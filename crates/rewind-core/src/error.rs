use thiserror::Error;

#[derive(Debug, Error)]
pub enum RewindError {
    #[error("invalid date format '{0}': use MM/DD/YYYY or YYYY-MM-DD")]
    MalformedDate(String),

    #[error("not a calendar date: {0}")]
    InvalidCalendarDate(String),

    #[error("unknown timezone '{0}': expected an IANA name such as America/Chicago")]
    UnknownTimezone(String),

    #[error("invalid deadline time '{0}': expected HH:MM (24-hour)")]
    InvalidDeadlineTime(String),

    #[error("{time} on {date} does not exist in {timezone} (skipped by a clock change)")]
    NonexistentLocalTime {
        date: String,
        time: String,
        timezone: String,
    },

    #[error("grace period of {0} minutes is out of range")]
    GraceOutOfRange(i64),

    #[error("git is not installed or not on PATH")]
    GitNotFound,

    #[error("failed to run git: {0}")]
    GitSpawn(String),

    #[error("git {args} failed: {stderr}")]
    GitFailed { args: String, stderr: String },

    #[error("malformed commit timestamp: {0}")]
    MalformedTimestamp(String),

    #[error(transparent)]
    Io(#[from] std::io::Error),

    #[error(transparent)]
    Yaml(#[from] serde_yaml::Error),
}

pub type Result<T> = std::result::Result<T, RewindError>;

********************

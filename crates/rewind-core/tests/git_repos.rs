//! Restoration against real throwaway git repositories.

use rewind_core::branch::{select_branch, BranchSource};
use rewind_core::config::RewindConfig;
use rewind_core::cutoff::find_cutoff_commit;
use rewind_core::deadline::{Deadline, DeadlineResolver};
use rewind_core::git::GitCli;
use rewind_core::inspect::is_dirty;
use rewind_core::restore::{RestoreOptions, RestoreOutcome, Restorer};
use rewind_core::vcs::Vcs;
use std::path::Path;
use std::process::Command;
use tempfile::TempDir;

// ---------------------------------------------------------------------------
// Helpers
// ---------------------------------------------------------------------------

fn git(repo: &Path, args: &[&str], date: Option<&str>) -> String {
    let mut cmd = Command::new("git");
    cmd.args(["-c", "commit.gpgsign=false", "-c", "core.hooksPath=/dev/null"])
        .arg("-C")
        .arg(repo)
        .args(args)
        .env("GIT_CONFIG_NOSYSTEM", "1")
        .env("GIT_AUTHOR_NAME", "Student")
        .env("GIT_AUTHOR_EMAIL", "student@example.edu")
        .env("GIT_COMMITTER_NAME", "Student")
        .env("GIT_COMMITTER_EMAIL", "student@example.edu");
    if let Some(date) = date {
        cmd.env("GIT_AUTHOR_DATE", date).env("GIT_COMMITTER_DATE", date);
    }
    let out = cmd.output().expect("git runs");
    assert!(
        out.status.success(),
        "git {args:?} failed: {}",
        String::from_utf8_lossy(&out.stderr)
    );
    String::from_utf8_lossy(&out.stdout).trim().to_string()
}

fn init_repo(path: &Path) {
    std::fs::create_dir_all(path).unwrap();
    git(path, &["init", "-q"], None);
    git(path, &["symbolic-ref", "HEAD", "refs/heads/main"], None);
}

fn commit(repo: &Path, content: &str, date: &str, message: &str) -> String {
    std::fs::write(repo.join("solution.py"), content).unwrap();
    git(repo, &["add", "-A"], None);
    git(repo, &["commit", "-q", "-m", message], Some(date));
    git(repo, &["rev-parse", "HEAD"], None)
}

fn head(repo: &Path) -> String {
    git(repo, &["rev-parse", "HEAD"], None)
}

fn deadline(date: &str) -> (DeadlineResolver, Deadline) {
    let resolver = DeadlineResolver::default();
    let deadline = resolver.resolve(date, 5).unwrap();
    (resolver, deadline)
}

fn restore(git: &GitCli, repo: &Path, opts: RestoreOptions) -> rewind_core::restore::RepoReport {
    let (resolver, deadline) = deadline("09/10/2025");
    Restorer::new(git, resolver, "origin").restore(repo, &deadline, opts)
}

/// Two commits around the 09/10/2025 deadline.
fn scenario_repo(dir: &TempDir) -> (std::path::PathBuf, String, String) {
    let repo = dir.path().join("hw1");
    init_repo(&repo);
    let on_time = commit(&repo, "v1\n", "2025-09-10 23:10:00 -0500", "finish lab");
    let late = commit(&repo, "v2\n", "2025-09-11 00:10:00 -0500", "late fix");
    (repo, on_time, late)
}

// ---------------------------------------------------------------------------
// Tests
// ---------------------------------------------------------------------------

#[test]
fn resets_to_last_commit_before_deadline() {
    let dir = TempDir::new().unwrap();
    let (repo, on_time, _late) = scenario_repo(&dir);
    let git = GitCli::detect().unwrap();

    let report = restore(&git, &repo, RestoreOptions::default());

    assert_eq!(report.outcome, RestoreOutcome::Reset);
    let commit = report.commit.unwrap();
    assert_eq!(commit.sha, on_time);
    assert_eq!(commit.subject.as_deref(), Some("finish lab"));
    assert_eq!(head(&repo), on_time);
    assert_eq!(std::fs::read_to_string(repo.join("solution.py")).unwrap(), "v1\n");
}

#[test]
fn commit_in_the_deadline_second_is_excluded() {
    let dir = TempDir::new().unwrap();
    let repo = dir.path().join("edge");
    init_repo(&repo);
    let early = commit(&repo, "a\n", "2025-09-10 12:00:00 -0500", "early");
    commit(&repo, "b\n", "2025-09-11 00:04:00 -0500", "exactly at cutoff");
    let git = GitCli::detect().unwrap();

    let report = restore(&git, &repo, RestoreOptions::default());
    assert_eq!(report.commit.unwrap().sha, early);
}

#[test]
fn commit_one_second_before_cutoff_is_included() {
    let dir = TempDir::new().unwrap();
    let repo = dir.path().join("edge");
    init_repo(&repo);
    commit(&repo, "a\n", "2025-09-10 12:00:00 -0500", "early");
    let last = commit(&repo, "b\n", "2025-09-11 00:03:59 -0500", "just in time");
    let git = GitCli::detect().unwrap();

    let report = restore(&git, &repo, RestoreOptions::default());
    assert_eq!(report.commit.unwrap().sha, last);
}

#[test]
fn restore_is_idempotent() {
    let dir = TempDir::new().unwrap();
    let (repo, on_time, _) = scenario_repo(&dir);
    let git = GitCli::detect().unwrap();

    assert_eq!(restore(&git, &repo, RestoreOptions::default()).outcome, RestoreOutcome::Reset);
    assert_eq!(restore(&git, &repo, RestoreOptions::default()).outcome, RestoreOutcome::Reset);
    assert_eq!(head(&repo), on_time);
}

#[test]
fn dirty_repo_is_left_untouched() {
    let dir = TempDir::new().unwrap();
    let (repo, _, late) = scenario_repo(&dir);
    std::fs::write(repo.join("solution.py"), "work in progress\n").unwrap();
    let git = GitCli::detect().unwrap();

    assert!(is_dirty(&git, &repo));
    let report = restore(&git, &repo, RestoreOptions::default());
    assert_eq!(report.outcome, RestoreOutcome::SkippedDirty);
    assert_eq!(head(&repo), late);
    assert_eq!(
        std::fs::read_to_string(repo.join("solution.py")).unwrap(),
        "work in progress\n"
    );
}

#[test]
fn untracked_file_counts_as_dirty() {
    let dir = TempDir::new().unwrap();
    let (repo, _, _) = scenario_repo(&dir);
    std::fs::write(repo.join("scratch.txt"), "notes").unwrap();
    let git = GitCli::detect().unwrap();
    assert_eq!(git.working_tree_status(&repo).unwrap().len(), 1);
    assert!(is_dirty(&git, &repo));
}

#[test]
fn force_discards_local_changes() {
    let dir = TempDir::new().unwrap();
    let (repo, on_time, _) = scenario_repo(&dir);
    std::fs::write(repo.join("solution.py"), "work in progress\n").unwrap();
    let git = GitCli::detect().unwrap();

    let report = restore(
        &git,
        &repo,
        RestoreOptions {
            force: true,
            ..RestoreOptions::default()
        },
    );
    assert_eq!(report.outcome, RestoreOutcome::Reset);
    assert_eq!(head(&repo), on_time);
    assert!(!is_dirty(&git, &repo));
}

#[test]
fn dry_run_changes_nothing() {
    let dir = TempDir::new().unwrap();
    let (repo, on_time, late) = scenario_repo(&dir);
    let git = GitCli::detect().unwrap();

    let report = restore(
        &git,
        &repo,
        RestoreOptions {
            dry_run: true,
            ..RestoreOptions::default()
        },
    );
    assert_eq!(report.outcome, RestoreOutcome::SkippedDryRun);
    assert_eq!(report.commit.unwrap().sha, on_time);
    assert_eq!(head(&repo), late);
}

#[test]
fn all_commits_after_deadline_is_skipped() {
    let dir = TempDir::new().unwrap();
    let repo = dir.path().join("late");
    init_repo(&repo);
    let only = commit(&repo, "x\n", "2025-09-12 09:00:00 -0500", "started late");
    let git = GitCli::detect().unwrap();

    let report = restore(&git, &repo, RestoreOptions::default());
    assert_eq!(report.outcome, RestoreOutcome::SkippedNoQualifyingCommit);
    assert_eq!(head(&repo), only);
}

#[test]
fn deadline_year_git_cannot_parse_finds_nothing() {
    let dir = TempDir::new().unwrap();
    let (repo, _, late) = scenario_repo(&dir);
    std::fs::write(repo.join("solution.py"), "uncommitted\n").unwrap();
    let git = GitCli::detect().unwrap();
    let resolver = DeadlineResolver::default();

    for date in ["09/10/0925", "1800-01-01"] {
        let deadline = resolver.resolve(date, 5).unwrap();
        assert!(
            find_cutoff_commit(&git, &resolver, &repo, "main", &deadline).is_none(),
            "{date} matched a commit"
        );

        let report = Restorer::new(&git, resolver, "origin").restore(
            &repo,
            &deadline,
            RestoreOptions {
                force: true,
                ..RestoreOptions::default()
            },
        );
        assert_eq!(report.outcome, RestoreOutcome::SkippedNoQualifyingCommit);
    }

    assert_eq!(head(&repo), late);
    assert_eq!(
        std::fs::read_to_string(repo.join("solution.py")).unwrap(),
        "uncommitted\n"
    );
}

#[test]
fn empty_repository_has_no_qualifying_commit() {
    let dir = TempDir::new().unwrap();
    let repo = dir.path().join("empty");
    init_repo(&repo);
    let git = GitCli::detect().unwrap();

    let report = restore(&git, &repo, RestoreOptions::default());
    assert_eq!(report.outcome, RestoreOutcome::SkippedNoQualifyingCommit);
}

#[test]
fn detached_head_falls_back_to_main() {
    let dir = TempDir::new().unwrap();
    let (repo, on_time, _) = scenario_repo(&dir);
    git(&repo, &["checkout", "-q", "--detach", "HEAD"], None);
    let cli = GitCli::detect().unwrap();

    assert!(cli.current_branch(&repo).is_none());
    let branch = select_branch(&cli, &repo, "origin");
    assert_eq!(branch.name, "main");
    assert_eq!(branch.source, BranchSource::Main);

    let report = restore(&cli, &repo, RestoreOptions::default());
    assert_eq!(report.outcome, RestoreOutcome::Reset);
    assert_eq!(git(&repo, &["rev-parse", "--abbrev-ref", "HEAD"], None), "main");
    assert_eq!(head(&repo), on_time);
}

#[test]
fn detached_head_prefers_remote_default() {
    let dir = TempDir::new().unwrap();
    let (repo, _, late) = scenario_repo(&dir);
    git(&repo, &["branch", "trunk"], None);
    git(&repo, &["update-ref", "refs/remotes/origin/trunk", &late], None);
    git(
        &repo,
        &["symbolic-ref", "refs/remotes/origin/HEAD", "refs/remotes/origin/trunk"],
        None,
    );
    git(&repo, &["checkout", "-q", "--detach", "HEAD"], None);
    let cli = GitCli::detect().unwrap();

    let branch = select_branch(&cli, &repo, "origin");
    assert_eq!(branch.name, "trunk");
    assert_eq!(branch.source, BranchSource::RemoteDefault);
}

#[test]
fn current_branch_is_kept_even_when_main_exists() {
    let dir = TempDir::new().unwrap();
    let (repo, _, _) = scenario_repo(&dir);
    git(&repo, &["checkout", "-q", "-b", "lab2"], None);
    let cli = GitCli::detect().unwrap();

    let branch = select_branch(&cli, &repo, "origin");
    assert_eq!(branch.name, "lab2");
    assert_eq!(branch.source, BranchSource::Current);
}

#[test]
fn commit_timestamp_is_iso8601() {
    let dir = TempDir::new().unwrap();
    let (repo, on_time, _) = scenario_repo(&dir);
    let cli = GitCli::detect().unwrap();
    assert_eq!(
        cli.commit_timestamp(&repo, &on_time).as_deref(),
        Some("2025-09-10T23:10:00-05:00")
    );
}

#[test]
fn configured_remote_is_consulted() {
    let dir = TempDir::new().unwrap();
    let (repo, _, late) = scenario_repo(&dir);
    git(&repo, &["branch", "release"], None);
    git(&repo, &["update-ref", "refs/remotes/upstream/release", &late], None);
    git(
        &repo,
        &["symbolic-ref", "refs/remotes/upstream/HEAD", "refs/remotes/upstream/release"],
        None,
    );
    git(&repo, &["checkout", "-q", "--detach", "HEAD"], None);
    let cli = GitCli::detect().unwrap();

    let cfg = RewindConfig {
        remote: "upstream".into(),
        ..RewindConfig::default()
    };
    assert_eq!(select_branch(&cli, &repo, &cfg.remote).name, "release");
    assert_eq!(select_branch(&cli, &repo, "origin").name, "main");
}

********************

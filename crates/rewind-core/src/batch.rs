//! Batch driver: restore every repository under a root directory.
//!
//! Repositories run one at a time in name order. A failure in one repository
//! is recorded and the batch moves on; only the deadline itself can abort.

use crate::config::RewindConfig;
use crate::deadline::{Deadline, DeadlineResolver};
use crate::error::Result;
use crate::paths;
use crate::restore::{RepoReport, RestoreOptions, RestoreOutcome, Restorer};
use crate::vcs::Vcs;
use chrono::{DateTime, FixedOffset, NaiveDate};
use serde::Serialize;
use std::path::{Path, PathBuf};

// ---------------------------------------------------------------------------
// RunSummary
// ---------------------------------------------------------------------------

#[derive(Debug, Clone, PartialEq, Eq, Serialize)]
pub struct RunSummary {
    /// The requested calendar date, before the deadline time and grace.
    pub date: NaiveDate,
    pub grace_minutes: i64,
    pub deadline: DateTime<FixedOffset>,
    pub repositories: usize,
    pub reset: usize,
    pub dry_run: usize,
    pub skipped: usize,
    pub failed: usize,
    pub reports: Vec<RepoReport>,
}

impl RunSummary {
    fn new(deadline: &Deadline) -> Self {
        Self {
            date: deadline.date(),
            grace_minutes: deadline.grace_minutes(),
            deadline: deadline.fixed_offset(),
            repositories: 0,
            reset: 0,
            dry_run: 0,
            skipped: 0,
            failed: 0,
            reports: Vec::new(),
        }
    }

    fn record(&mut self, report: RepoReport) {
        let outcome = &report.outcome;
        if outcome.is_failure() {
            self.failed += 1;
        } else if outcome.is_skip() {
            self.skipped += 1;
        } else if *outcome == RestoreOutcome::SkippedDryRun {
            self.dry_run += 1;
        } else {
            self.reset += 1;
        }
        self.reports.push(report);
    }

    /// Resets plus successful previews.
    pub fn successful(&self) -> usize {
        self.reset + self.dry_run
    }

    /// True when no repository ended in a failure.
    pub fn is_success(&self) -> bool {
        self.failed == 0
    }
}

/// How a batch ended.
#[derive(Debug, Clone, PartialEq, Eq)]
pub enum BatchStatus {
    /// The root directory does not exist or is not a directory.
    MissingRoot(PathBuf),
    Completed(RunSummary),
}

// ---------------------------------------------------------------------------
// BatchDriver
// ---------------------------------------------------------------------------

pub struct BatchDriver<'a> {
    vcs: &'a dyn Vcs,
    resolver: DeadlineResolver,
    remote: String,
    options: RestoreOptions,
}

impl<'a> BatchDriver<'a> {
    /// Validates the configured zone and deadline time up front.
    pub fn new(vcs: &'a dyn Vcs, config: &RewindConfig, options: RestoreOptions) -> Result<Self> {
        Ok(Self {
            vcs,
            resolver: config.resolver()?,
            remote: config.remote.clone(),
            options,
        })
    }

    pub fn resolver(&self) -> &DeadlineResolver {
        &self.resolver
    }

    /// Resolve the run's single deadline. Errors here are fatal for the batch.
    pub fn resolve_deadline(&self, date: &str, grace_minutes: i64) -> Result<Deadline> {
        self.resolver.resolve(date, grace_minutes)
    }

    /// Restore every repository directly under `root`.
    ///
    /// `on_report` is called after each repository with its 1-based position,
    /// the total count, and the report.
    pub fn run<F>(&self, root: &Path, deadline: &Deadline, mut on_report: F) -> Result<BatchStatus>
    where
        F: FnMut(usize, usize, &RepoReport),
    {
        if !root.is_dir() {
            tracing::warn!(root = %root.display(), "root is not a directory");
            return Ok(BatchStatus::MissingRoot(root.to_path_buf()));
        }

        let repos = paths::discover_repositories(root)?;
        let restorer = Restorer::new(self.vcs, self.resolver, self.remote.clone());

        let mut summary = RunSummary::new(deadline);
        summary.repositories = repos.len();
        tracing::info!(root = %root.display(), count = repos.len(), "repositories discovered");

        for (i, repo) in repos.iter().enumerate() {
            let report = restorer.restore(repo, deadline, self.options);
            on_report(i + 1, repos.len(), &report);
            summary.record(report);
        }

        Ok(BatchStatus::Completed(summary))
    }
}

********************

- _DESCRIPTION OF THE TASK_
Show all lines from the records above where the word "DateTime" occurs.

- _PROBLEM SOLUTION_
use chrono::{DateTime, FixedOffset, NaiveDate};
    pub deadline: DateTime<FixedOffset>,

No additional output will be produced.